'''
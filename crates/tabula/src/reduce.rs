//! Reduction handlers and the thunks that bridge parse-stack cells to them.
//!
//! Every distinct reduction gets a thunk. Reductions whose nonterminal has a
//! result type additionally get a handler, a function taking one parameter
//! per right-hand side symbol whose body is the semantic action.

use crate::{
    grammar::{Grammar, ProductionID, SymbolID},
    lr0::LR0Automaton,
    types::{Map, Set},
};
use serde::Serialize;

/// Name given to the result in rewritten actions.
const RESULT_ARG: &str = "_parserArg0";

/// Prefix of the positional arguments in rewritten actions.
const ARG_PREFIX: &str = "_parserArg";

#[derive(Debug, Clone, Serialize)]
pub struct Handler {
    #[serde(skip)]
    pub production: ProductionID,
    pub name: String,
    pub return_type: String,
    pub params: Vec<Param>,
    /// The semantic action with placeholders rewritten to argument names.
    pub body: String,
}

#[derive(Debug, Clone, PartialEq, Eq, Serialize)]
pub struct Param {
    #[serde(rename = "type")]
    pub ty: ParamType,
    /// `None` when the body never mentions the argument.
    pub name: Option<String>,
}

#[derive(Debug, Clone, PartialEq, Eq, Serialize)]
#[serde(tag = "kind", content = "type", rename_all = "snake_case")]
pub enum ParamType {
    /// The declared result type of a nonterminal.
    Value(String),
    /// A nonterminal without result type.
    Untyped,
    /// The text matched by a terminal.
    Token,
}

#[derive(Debug, Clone, Serialize)]
pub struct Thunk {
    #[serde(skip)]
    pub production: ProductionID,
    pub name: String,
    pub nonterminal: String,
    /// Names of the stack cell parameters, `None` for unused cells.
    pub params: Vec<Option<String>>,
    /// The handler invocation, absent when the reduction carries no value.
    pub call: Option<HandlerCall>,
}

#[derive(Debug, Clone, PartialEq, Eq, Serialize)]
pub struct HandlerCall {
    /// The field of the result cell receiving the handler's return value.
    pub field: String,
    pub handler: String,
    pub args: Vec<ThunkArg>,
}

#[derive(Debug, Clone, PartialEq, Eq, Serialize)]
#[serde(tag = "kind", rename_all = "snake_case")]
pub enum ThunkArg {
    /// The typed value stored in a nonterminal cell.
    Field { cell: usize, field: String },
    /// A default-constructed value for an untyped nonterminal.
    Default,
    /// The token text stored in a terminal cell.
    Token { cell: usize },
}

#[derive(Debug, Default)]
pub struct ReductionPlans {
    /// Handler name of every production but the accepting one.
    pub names: Map<ProductionID, String>,
    pub handlers: Vec<Handler>,
    pub thunks: Vec<Thunk>,
}

impl ReductionPlans {
    /// Collect the plans of every production completed in some state.
    pub fn new(g: &Grammar, lr0: &LR0Automaton) -> Self {
        let span = tracing::trace_span!("reduction_plans");
        let _entered = span.enter();

        let reductions: Set<ProductionID> = lr0
            .states
            .values()
            .flat_map(|state| &state.items)
            .filter(|item| item.production != ProductionID::ACCEPT && item.is_complete(g))
            .map(|item| item.production)
            .collect();

        let names = handler_names(g);

        let mut handlers: Vec<_> = reductions
            .iter()
            .filter_map(|p| handler(g, *p, &names[p]))
            .collect();
        handlers.sort_by(|h1, h2| h1.name.cmp(&h2.name));

        let mut thunks: Vec<_> = reductions.iter().map(|p| thunk(g, *p, &names[p])).collect();
        thunks.sort_by(|t1, t2| t1.name.cmp(&t2.name));

        tracing::debug!(
            "{} reductions, {} handlers",
            reductions.len(),
            handlers.len()
        );
        Self {
            names,
            handlers,
            thunks,
        }
    }

    /// The name of the thunk performing the reduction of `id`.
    pub fn thunk_name(&self, id: ProductionID) -> String {
        thunk_name(&self.names[&id])
    }
}

/// `reduce_<lhs>_from_<sym1>_<sym2>...`
pub fn handler_name(g: &Grammar, id: ProductionID) -> String {
    let production = g.production(id);
    let mut name = format!("reduce_{}_from", g.nonterminal(production.left).name);
    for symbol in &production.right {
        name.push('_');
        name.push_str(g.symbol_name(*symbol));
    }
    name
}

/// Handler names of all productions but the accepting one.
///
/// Joining symbol names with `_` is ambiguous (`a_b` vs `a b`), so every
/// production sharing its plain name with another one is suffixed with its
/// declaration index.
pub fn handler_names(g: &Grammar) -> Map<ProductionID, String> {
    let mut names: Map<ProductionID, String> = g
        .productions
        .keys()
        .filter(|id| **id != ProductionID::ACCEPT)
        .map(|id| (*id, handler_name(g, *id)))
        .collect();

    let mut counts = Map::<String, usize>::default();
    for name in names.values() {
        *counts.entry(name.clone()).or_default() += 1;
    }
    for (i, name) in names.values_mut().enumerate() {
        if counts[name.as_str()] > 1 {
            name.push_str(&format!("_{}", i));
        }
    }
    names
}

pub fn thunk_name(handler: &str) -> String {
    format!("{}__thunk", handler)
}

/// Rewrite `$$` into the result argument and `$n` into positional arguments.
pub fn rewrite_action(action: &str) -> String {
    action.replace("$$", RESULT_ARG).replace('$', ARG_PREFIX)
}

/// Whether the rewritten `body` mentions the argument at `index` (1-based).
///
/// This is a plain substring search: a placeholder inside a string literal
/// or a comment counts as a use, and so does `_parserArg1` within
/// `_parserArg12`.
pub fn uses_argument(body: &str, index: usize) -> bool {
    body.contains(&format!("{}{}", ARG_PREFIX, index))
}

/// Derive the handler of a reduction, if its nonterminal has a result type.
pub fn handler(g: &Grammar, id: ProductionID, name: &str) -> Option<Handler> {
    let production = g.production(id);
    let return_type = g.nonterminal(production.left).result_type.clone()?;
    let body = rewrite_action(&production.action);

    let params = production
        .right
        .iter()
        .enumerate()
        .map(|(i, symbol)| {
            let ty = match symbol {
                SymbolID::N(n) => match &g.nonterminal(*n).result_type {
                    Some(ty) => ParamType::Value(ty.clone()),
                    None => ParamType::Untyped,
                },
                SymbolID::T(_) => ParamType::Token,
            };
            let arg = uses_argument(&body, i + 1).then(|| format!("{}{}", ARG_PREFIX, i + 1));
            Param { ty, name: arg }
        })
        .collect();

    Some(Handler {
        production: id,
        name: name.to_owned(),
        return_type,
        params,
        body,
    })
}

/// Derive the thunk of a reduction whose handler is called `handler`.
pub fn thunk(g: &Grammar, id: ProductionID, handler: &str) -> Thunk {
    let production = g.production(id);
    let left = g.nonterminal(production.left);
    let typed = left.result_type.is_some();

    let params = production
        .right
        .iter()
        .enumerate()
        .map(|(i, symbol)| {
            let used = typed
                && match symbol {
                    SymbolID::N(n) => g.nonterminal(*n).result_type.is_some(),
                    SymbolID::T(_) => true,
                };
            used.then(|| format!("a{}", i))
        })
        .collect();

    let call = g.field_for(production.left).map(|field| HandlerCall {
        field: field.to_owned(),
        handler: handler.to_owned(),
        args: production
            .right
            .iter()
            .enumerate()
            .map(|(cell, symbol)| match symbol {
                SymbolID::N(n) => match g.field_for(*n) {
                    Some(field) => ThunkArg::Field {
                        cell,
                        field: field.to_owned(),
                    },
                    None => ThunkArg::Default,
                },
                SymbolID::T(_) => ThunkArg::Token { cell },
            })
            .collect(),
    });

    Thunk {
        production: id,
        name: thunk_name(handler),
        nonterminal: left.name.clone(),
        params,
        call,
    }
}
'''
**Instructions to follow:** Transcribe the material in full; every line must match exactly.

**Answer area:**
filename crates/tabula/src/reduce.rs
//! Reduction handlers and the thunks that bridge parse-stack cells to them.
//!
//! Every distinct reduction gets a thunk. Reductions whose nonterminal has a
//! result type additionally get a handler, a function taking one parameter
//! per right-hand side symbol whose body is the semantic action.

use crate::{
    grammar::{Grammar, ProductionID, SymbolID},
    lr0::LR0Automaton,
    types::{Map, Set},
};
use serde::Serialize;

/// Name given to the result in rewritten actions.
const RESULT_ARG: &str = "_parserArg0";

/// Prefix of the positional arguments in rewritten actions.
const ARG_PREFIX: &str = "_parserArg";

#[derive(Debug, Clone, Serialize)]
pub struct Handler {
    #[serde(skip)]
    pub production: ProductionID,
    pub name: String,
    pub return_type: String,
    pub params: Vec<Param>,
    /// The semantic action with placeholders rewritten to argument names.
    pub body: String,
}

#[derive(Debug, Clone, PartialEq, Eq, Serialize)]
pub struct Param {
    #[serde(rename = "type")]
    pub ty: ParamType,
    /// `None` when the body never mentions the argument.
    pub name: Option<String>,
}

#[derive(Debug, Clone, PartialEq, Eq, Serialize)]
#[serde(tag = "kind", content = "type", rename_all = "snake_case")]
pub enum ParamType {
    /// The declared result type of a nonterminal.
    Value(String),
    /// A nonterminal without result type.
    Untyped,
    /// The text matched by a terminal.
    Token,
}

#[derive(Debug, Clone, Serialize)]
pub struct Thunk {
    #[serde(skip)]
    pub production: ProductionID,
    pub name: String,
    pub nonterminal: String,
    /// Names of the stack cell parameters, `None` for unused cells.
    pub params: Vec<Option<String>>,
    /// The handler invocation, absent when the reduction carries no value.
    pub call: Option<HandlerCall>,
}

#[derive(Debug, Clone, PartialEq, Eq, Serialize)]
pub struct HandlerCall {
    /// The field of the result cell receiving the handler's return value.
    pub field: String,
    pub handler: String,
    pub args: Vec<ThunkArg>,
}

#[derive(Debug, Clone, PartialEq, Eq, Serialize)]
#[serde(tag = "kind", rename_all = "snake_case")]
pub enum ThunkArg {
    /// The typed value stored in a nonterminal cell.
    Field { cell: usize, field: String },
    /// A default-constructed value for an untyped nonterminal.
    Default,
    /// The token text stored in a terminal cell.
    Token { cell: usize },
}

#[derive(Debug, Default)]
pub struct ReductionPlans {
    /// Handler name of every production but the accepting one.
    pub names: Map<ProductionID, String>,
    pub handlers: Vec<Handler>,
    pub thunks: Vec<Thunk>,
}

impl ReductionPlans {
    /// Collect the plans of every production completed in some state.
    pub fn new(g: &Grammar, lr0: &LR0Automaton) -> Self {
        let span = tracing::trace_span!("reduction_plans");
        let _entered = span.enter();

        let reductions: Set<ProductionID> = lr0
            .states
            .values()
            .flat_map(|state| &state.items)
            .filter(|item| item.production != ProductionID::ACCEPT && item.is_complete(g))
            .map(|item| item.production)
            .collect();

        let names = handler_names(g);

        let mut handlers: Vec<_> = reductions
            .iter()
            .filter_map(|p| handler(g, *p, &names[p]))
            .collect();
        handlers.sort_by(|h1, h2| h1.name.cmp(&h2.name));

        let mut thunks: Vec<_> = reductions.iter().map(|p| thunk(g, *p, &names[p])).collect();
        thunks.sort_by(|t1, t2| t1.name.cmp(&t2.name));

        tracing::debug!(
            "{} reductions, {} handlers",
            reductions.len(),
            handlers.len()
        );
        Self {
            names,
            handlers,
            thunks,
        }
    }

    /// The name of the thunk performing the reduction of `id`.
    pub fn thunk_name(&self, id: ProductionID) -> String {
        thunk_name(&self.names[&id])
    }
}

/// `reduce_<lhs>_from_<sym1>_<sym2>...`
pub fn handler_name(g: &Grammar, id: ProductionID) -> String {
    let production = g.production(id);
    let mut name = format!("reduce_{}_from", g.nonterminal(production.left).name);
    for symbol in &production.right {
        name.push('_');
        name.push_str(g.symbol_name(*symbol));
    }
    name
}

/// Handler names of all productions but the accepting one.
///
/// Joining symbol names with `_` is ambiguous (`a_b` vs `a b`), so every
/// production sharing its plain name with another one is suffixed with its
/// declaration index.
pub fn handler_names(g: &Grammar) -> Map<ProductionID, String> {
    let mut names: Map<ProductionID, String> = g
        .productions
        .keys()
        .filter(|id| **id != ProductionID::ACCEPT)
        .map(|id| (*id, handler_name(g, *id)))
        .collect();

    let mut counts = Map::<String, usize>::default();
    for name in names.values() {
        *counts.entry(name.clone()).or_default() += 1;
    }
    for (i, name) in names.values_mut().enumerate() {
        if counts[name.as_str()] > 1 {
            name.push_str(&format!("_{}", i));
        }
    }
    names
}

pub fn thunk_name(handler: &str) -> String {
    format!("{}__thunk", handler)
}

/// Rewrite `$$` into the result argument and `$n` into positional arguments.
pub fn rewrite_action(action: &str) -> String {
    action.replace("$$", RESULT_ARG).replace('$', ARG_PREFIX)
}

/// Whether the rewritten `body` mentions the argument at `index` (1-based).
///
/// This is a plain substring search: a placeholder inside a string literal
/// or a comment counts as a use, and so does `_parserArg1` within
/// `_parserArg12`.
pub fn uses_argument(body: &str, index: usize) -> bool {
    body.contains(&format!("{}{}", ARG_PREFIX, index))
}

/// Derive the handler of a reduction, if its nonterminal has a result type.
pub fn handler(g: &Grammar, id: ProductionID, name: &str) -> Option<Handler> {
    let production = g.production(id);
    let return_type = g.nonterminal(production.left).result_type.clone()?;
    let body = rewrite_action(&production.action);

    let params = production
        .right
        .iter()
        .enumerate()
        .map(|(i, symbol)| {
            let ty = match symbol {
                SymbolID::N(n) => match &g.nonterminal(*n).result_type {
                    Some(ty) => ParamType::Value(ty.clone()),
                    None => ParamType::Untyped,
                },
                SymbolID::T(_) => ParamType::Token,
            };
            let arg = uses_argument(&body, i + 1).then(|| format!("{}{}", ARG_PREFIX, i + 1));
            Param { ty, name: arg }
        })
        .collect();

    Some(Handler {
        production: id,
        name: name.to_owned(),
        return_type,
        params,
        body,
    })
}

/// Derive the thunk of a reduction whose handler is called `handler`.
pub fn thunk(g: &Grammar, id: ProductionID, handler: &str) -> Thunk {
    let production = g.production(id);
    let left = g.nonterminal(production.left);
    let typed = left.result_type.is_some();

    let params = production
        .right
        .iter()
        .enumerate()
        .map(|(i, symbol)| {
            let used = typed
                && match symbol {
                    SymbolID::N(n) => g.nonterminal(*n).result_type.is_some(),
                    SymbolID::T(_) => true,
                };
            used.then(|| format!("a{}", i))
        })
        .collect();

    let call = g.field_for(production.left).map(|field| HandlerCall {
        field: field.to_owned(),
        handler: handler.to_owned(),
        args: production
            .right
            .iter()
            .enumerate()
            .map(|(cell, symbol)| match symbol {
                SymbolID::N(n) => match g.field_for(*n) {
                    Some(field) => ThunkArg::Field {
                        cell,
                        field: field.to_owned(),
                    },
                    None => ThunkArg::Default,
                },
                SymbolID::T(_) => ThunkArg::Token { cell },
            })
            .collect(),
    });

    Thunk {
        production: id,
        name: thunk_name(handler),
        nonterminal: left.name.clone(),
        params,
        call,
    }
}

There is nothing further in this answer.